- **WHAT TO DO**
In the data that follows, find each line containing "Unauthorized" and copy it.
..........
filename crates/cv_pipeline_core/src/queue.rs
//! crates/cv_pipeline_core/src/queue.rs
//!
//! A bounded background queue for processing runs. Submissions never block:
//! a full queue is reported to the caller so the request can be rejected.
//! A semaphore caps how many runs execute at the same time.

use crate::orchestrator::Orchestrator;
use std::sync::Arc;
use tokio::sync::{mpsc, Semaphore};
use tokio::task::JoinHandle;
use tracing::{error, info, warn};
use uuid::Uuid;

/// Upper bound on runs executing at the same time.
pub const MAX_CONCURRENT_RUNS: usize = 1024;

#[derive(Debug, Clone, Copy, PartialEq, Eq)]
pub enum ProcessingJob {
    /// Run every stage from the first page.
    Process(Uuid),
    /// Continue an interrupted run from its persisted state.
    Resume(Uuid),
}

impl ProcessingJob {
    pub fn document_id(&self) -> Uuid {
        match self {
            ProcessingJob::Process(id) | ProcessingJob::Resume(id) => *id,
        }
    }
}

#[derive(Debug, Clone, Copy, PartialEq, Eq, thiserror::Error)]
pub enum SubmitError {
    #[error("processing queue is full")]
    Full,
    #[error("processing queue is shut down")]
    Closed,
}

#[derive(Clone)]
pub struct ProcessingQueue {
    tx: mpsc::Sender<ProcessingJob>,
}

impl ProcessingQueue {
    /// Spawns the dispatcher. It exits once every `ProcessingQueue` clone is
    /// dropped and the in-flight runs have finished.
    ///
    /// `max_concurrent` is clamped to `1..=MAX_CONCURRENT_RUNS`.
    pub fn start(
        orchestrator: Arc<Orchestrator>,
        capacity: usize,
        max_concurrent: usize,
    ) -> (Self, JoinHandle<()>) {
        let (tx, rx) = mpsc::channel(capacity.max(1));
        let permits = u32::try_from(max_concurrent.clamp(1, MAX_CONCURRENT_RUNS)).unwrap_or(1);
        let handle = tokio::spawn(dispatch(orchestrator, rx, permits));
        (Self { tx }, handle)
    }

    pub fn submit(&self, job: ProcessingJob) -> Result<(), SubmitError> {
        self.tx.try_send(job).map_err(|e| match e {
            mpsc::error::TrySendError::Full(_) => SubmitError::Full,
            mpsc::error::TrySendError::Closed(_) => SubmitError::Closed,
        })?;
        info!(document_id = %job.document_id(), ?job, "Job queued.");
        Ok(())
    }
}

async fn dispatch(
    orchestrator: Arc<Orchestrator>,
    mut rx: mpsc::Receiver<ProcessingJob>,
    max_concurrent: u32,
) {
    let permits = Arc::new(Semaphore::new(max_concurrent as usize));

    while let Some(job) = rx.recv().await {
        let Ok(permit) = permits.clone().acquire_owned().await else {
            break;
        };
        let orchestrator = orchestrator.clone();
        tokio::spawn(async move {
            let _permit = permit;
            run_job(&orchestrator, job).await;
        });
    }

    // Drain: wait until every spawned run has released its permit.
    if permits.acquire_many(max_concurrent).await.is_err() {
        warn!("Processing queue semaphore closed during shutdown.");
    }
    info!("Processing queue stopped.");
}

async fn run_job(orchestrator: &Orchestrator, job: ProcessingJob) {
    let document_id = job.document_id();
    let outcome = match job {
        ProcessingJob::Process(id) => orchestrator.run(id).await,
        ProcessingJob::Resume(id) => orchestrator.resume(id).await,
    };
    match outcome {
        Ok(document) => info!(
            document_id = %document_id,
            status = %document.status,
            "Job finished."
        ),
        // The orchestrator has already recorded the failure on the document.
        Err(e) => error!(document_id = %document_id, error = %e, "Job failed."),
    }
}
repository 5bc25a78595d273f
pub mod adapters;
pub mod config;
pub mod error;
pub mod web;
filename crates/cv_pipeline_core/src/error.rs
//! crates/cv_pipeline_core/src/error.rs
//!
//! Error types for the CV pipeline.
//!
//! * [`PipelineError`] is fatal for a run: it ends with the document in the
//!   `error` state (or, for caller mistakes, leaves the document untouched).
//! * [`PageError`] is a single page that produced nothing. The orchestrator
//!   decides whether it is fatal (page 1) or just a missing contribution.

use crate::domain::DocumentStatus;
use crate::ports::PortError;
use uuid::Uuid;

#[derive(Debug, thiserror::Error)]
pub enum PipelineError {
    // ── Caller errors (the document is not touched) ───────────────────────
    #[error("Document {0} not found")]
    DocumentNotFound(Uuid),

    #[error("Document {document_id} cannot move from '{from}' to '{to}'")]
    InvalidTransition {
        document_id: Uuid,
        from: DocumentStatus,
        to: DocumentStatus,
    },

    #[error("Page {page_number} is outside 1..={total_pages}")]
    PageOutOfRange { page_number: usize, total_pages: usize },

    #[error("Page {page_number} is out of order, expected page {expected}")]
    PageOutOfOrder { page_number: usize, expected: usize },

    /// A page after the first one produced nothing. The run carries on.
    #[error("Text extraction failed: {0}")]
    PageFailed(#[source] PageError),

    // ── Fatal run conditions ──────────────────────────────────────────────
    #[error("Document has no page images to process")]
    NoPages,

    #[error("Text extraction failed on the first page: {0}")]
    FirstPageFailed(#[source] PageError),

    #[error("Not enough text could be extracted from the images ({chars} characters, at least {minimum} required)")]
    InsufficientText { chars: usize, minimum: usize },

    #[error("Language model request failed: {0}")]
    ModelInvocation(#[source] PortError),

    #[error("Language model returned an empty reply")]
    EmptyReply,

    /// The reply could not be parsed. `raw` is kept for diagnostics and is
    /// never part of the user-facing message.
    #[error("Language model reply is not a valid JSON object: {reason}")]
    MalformedReply { reason: String, raw: String },

    #[error("Language model reply is missing the 'personalInfo' section")]
    MissingPersonalInfo { raw: String },

    #[error("Document store error: {0}")]
    Store(#[source] PortError),

    #[error("Processing timed out after {secs}s")]
    TimedOut { secs: u64 },
}

impl PipelineError {
    /// Whether this condition should move the document to `error`.
    /// Caller mistakes are reported back without touching the record.
    pub fn is_fatal_for_run(&self) -> bool {
        !matches!(
            self,
            PipelineError::DocumentNotFound(_)
                | PipelineError::InvalidTransition { .. }
                | PipelineError::PageOutOfRange { .. }
                | PipelineError::PageOutOfOrder { .. }
                | PipelineError::PageFailed(_)
        )
    }

    /// The message persisted as the document's `errorMessage`.
    pub fn user_message(&self) -> String {
        match self {
            PipelineError::ModelInvocation(PortError::Unauthorized) => {
                "The language model service rejected the configured credentials".to_string()
            }
            PipelineError::ModelInvocation(PortError::QuotaExceeded(_)) => {
                "The language model service quota is exhausted, try again later".to_string()
            }
            PipelineError::ModelInvocation(_) => {
                "The language model service could not be reached".to_string()
            }
            PipelineError::Store(_) => "The document could not be saved".to_string(),
            other => other.to_string(),
        }
    }

    /// The raw model reply attached to parse failures, if any.
    pub fn raw_reply(&self) -> Option<&str> {
        match self {
            PipelineError::MalformedReply { raw, .. } | PipelineError::MissingPersonalInfo { raw } => {
                Some(raw.as_str())
            }
            _ => None,
        }
    }
}

impl From<PortError> for PipelineError {
    fn from(err: PortError) -> Self {
        PipelineError::Store(err)
    }
}

/// A single page that yielded no OCR response at all.
#[derive(Debug, Clone, thiserror::Error)]
pub enum PageError {
    #[error("page {page_number}: every extraction strategy failed ({attempts} attempt(s)): {detail}")]
    AllStrategiesFailed {
        page_number: usize,
        attempts: u32,
        detail: String,
    },
}

#[cfg(test)]
mod tests {
    use super::*;

    #[test]
    fn model_errors_are_categorized_for_users() {
        let auth = PipelineError::ModelInvocation(PortError::Unauthorized);
        assert!(auth.user_message().contains("credentials"));

        let quota = PipelineError::ModelInvocation(PortError::QuotaExceeded("429".into()));
        assert!(quota.user_message().contains("quota"));

        let other = PipelineError::ModelInvocation(PortError::Unexpected("socket hang up".into()));
        assert!(!other.user_message().contains("socket"));
    }

    #[test]
    fn raw_reply_stays_out_of_the_user_message() {
        let err = PipelineError::MalformedReply {
            reason: "expected value at line 1 column 1".into(),
            raw: "Sure! Here is the candidate...".into(),
        };
        assert!(!err.user_message().contains("Sure!"));
        assert_eq!(err.raw_reply(), Some("Sure! Here is the candidate..."));
    }

    #[test]
    fn caller_errors_do_not_fail_the_run() {
        assert!(!PipelineError::DocumentNotFound(Uuid::nil()).is_fatal_for_run());
        assert!(!PipelineError::PageOutOfOrder { page_number: 3, expected: 2 }.is_fatal_for_run());
        assert!(PipelineError::InsufficientText { chars: 10, minimum: 50 }.is_fatal_for_run());
    }
}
..........
- **RESPONSE TO THIS EXERCISE**
            PipelineError::ModelInvocation(PortError::Unauthorized) => {
        let auth = PipelineError::ModelInvocation(PortError::Unauthorized);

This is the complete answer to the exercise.